In the case of Tokyo (formerly Edo), where I live now, it is recorded that on 11 November 1855, an earthquake of magnitude 6.9 struck directly below Tokyo, killing more than 7,000 people as a result of collapsed houses and fires. (This is known as the Ansei Earthquake.) On 1 September 1923, a massive earthquake of magnitude 7.9 (the Great Kanto Earthquake) hit the Tokyo metropolitan area, destroying more than 370,000 houses and killing more than 100,000 people.
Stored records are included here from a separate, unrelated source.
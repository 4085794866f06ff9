//! Replication producer: turns local writes against non-owned entities into
//! queued sync actions addressed to the owning module.

use std::collections::HashMap;

use serde_json::Value;

use crate::bus::MessageBus;
use crate::sync::types::{
    SyncAction, SyncActionDeploymentMessage, SyncActionRequest, SyncActionType,
};

/// Replication metadata declared for an entity type whose authoritative
/// copy lives elsewhere.
#[derive(Debug, Clone)]
pub struct ReplicaMetadata {
    pub owner_module: String,
    /// Source collection name on the owning module.
    pub collection: String,
    /// Property names of the replicated (ETL-projected) type. Used as the
    /// changed set when the caller tracks no flags, so a narrower replica
    /// never overwrites owner-only fields it cannot see.
    pub properties: Vec<String>,
}

pub struct SyncInterceptor {
    bus: MessageBus,
    module_name: String,
    replicas: HashMap<String, ReplicaMetadata>,
}

impl SyncInterceptor {
    pub fn new(
        bus: MessageBus,
        module_name: impl Into<String>,
        replicas: impl IntoIterator<Item = (String, ReplicaMetadata)>,
    ) -> Self {
        Self {
            bus,
            module_name: module_name.into(),
            replicas: replicas.into_iter().collect(),
        }
    }

    pub fn is_replicated(&self, entity: &str) -> bool {
        self.replicas.contains_key(entity)
    }

    /// Intercept a save. No document id means an insert, otherwise an
    /// update. An unknown entity is a programming error and raises
    /// immediately; the publish inherits bus failure semantics.
    pub async fn handle_save(
        &self,
        entity: &str,
        document_id: Option<&str>,
        data: Value,
        changed: Option<Vec<String>>,
    ) -> eyre::Result<()> {
        let meta = self.metadata(entity)?;

        let action_type = match document_id {
            Some(_) => SyncActionType::Update,
            None => SyncActionType::Insert,
        };

        // Explicit change flags win; otherwise fall back to the replicated
        // type's full property set.
        let properties = match changed {
            Some(props) if !props.is_empty() => props,
            _ => meta.properties.clone(),
        };

        let action = SyncAction {
            action_type,
            collection: meta.collection.clone(),
            document_id: document_id.map(str::to_owned),
            data: Some(data),
            properties: Some(properties),
        };

        self.dispatch(meta, action).await
    }

    pub async fn handle_delete(&self, entity: &str, document_id: &str) -> eyre::Result<()> {
        let meta = self.metadata(entity)?;

        let action = SyncAction {
            action_type: SyncActionType::Delete,
            collection: meta.collection.clone(),
            document_id: Some(document_id.to_owned()),
            data: None,
            properties: None,
        };

        self.dispatch(meta, action).await
    }

    async fn dispatch(&self, meta: &ReplicaMetadata, action: SyncAction) -> eyre::Result<()> {
        // One lane per replicated collection keeps replicated writes ordered
        // even across entity instances.
        let queue = format!("sync-{}", meta.collection);

        tracing::debug!(
            collection = %meta.collection,
            owner = %meta.owner_module,
            action = %action.action_type,
            "dispatching sync action"
        );

        let message = SyncActionDeploymentMessage {
            owner_module: meta.owner_module.clone(),
            request: SyncActionRequest {
                requesting_module: self.module_name.clone(),
                actions: vec![action],
            },
        };

        self.bus.broadcast(&message, Some(&queue)).await?;

        Ok(())
    }

    fn metadata(&self, entity: &str) -> eyre::Result<&ReplicaMetadata> {
        self.replicas
            .get(entity)
            .ok_or_else(|| eyre::eyre!("entity {entity} is not replicated"))
    }
}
In the Hanshin area, which is as densely populated as Tokyo, a massive earthquake of magnitude 7.3 (the Great Hanshin Earthquake) struck in the early morning of 17 January 1995, completely destroying about 105,000 houses, partially destroying about 144,000 houses, and killing 6,434 people in the Hanshin area centered on Kobe City and the northern part of Awaji Island. I was a student at Kyoto University at the time and was shocked to see the massive fires on TV in the student canteen that evening. If you were not in Japan in 1995, you can see the damage in the video below. （Please note that some people may be shocked by this video.）
You can see how the motorway’s column legs were broken and reinforced concrete buildings collapsed, blocking the road. Since then, some improvements have been made, such as reinforcing the highway and making the gas meter stop when it detects an earthquake, but it is not necessarily safer today than it was then, as areas of dense wooden housing have not changed that much.
In addition to this, on 23 October 2004, an earthquake of magnitude 6.8 occurred in the mountains of Niigata Prefecture. My grandmother used to live in this area. Fortunately, there were few casualties because the houses in this area were designed to withstand the heavy snowfall more strongly than those on the Pacific side.(However, 16 people died in the collapsed buildings. My grandmother, who was very old, was lucky to survive.） I have found a document that gives you an idea of what the ground will look like during an earthquake.
The text is in Japanese only, but the pictures give an idea of the extent of the phenomenon caused by the earthquake.
Then, on 11 March 2011, a massive earthquake of magnitude 9.0 struck off the coast of Sanriku (the Great East Japan Earthquake). Some 118,000 homes were completely destroyed, 182,000 were partially destroyed and 15,824 people were killed. In addition, from 14 to 16 April 2016, seven earthquakes of magnitudes 6.5, 7.3, etc. occurred in Kumamoto Prefecture in succession.
Given these facts, it is no surprise that if you live in Japan, you could be hit by a major earthquake at any time. So what do you need to do to survive a major earthquake?
Since the most common causes of unfortunate deaths in earthquakes are being caught up in a collapsed house, being trapped in a fire, or becoming a victim of a landslide or tsunami, consideration should be given to minimizing the risk.
For this reason. If you are able to choose the location of your home, it is best to live on land with good soil. If you are living on soft ground, it is better to live in a solid building.
Even if your house is intact, it could be in danger if a fire breaks out in the surrounding area. If you live at the end of a narrow street where fire engines cannot get in, you need to take this risk into account.
In the Great Hanshin Earthquake of 1995, fire engines were unable to reach the scene of the fire quickly because the roads were so congested that vehicles could only proceed 200 metres per hour, and because many fires broke out at the same time, far exceeding the capacity of the fire station to extinguish them. In such cases, it is important to understand the characteristics of the area where your home is located and to work with your neighbours to help each other and evacuate properly.
It is therefore ideal if you can have your home in a location where the ground is good. It is also important to choose a location where you will have plenty of time to evacuate in the event of a fire, and where you can still build good relationships with your neighbours. It is then advisable to make your home as earthquake-resistant as possible.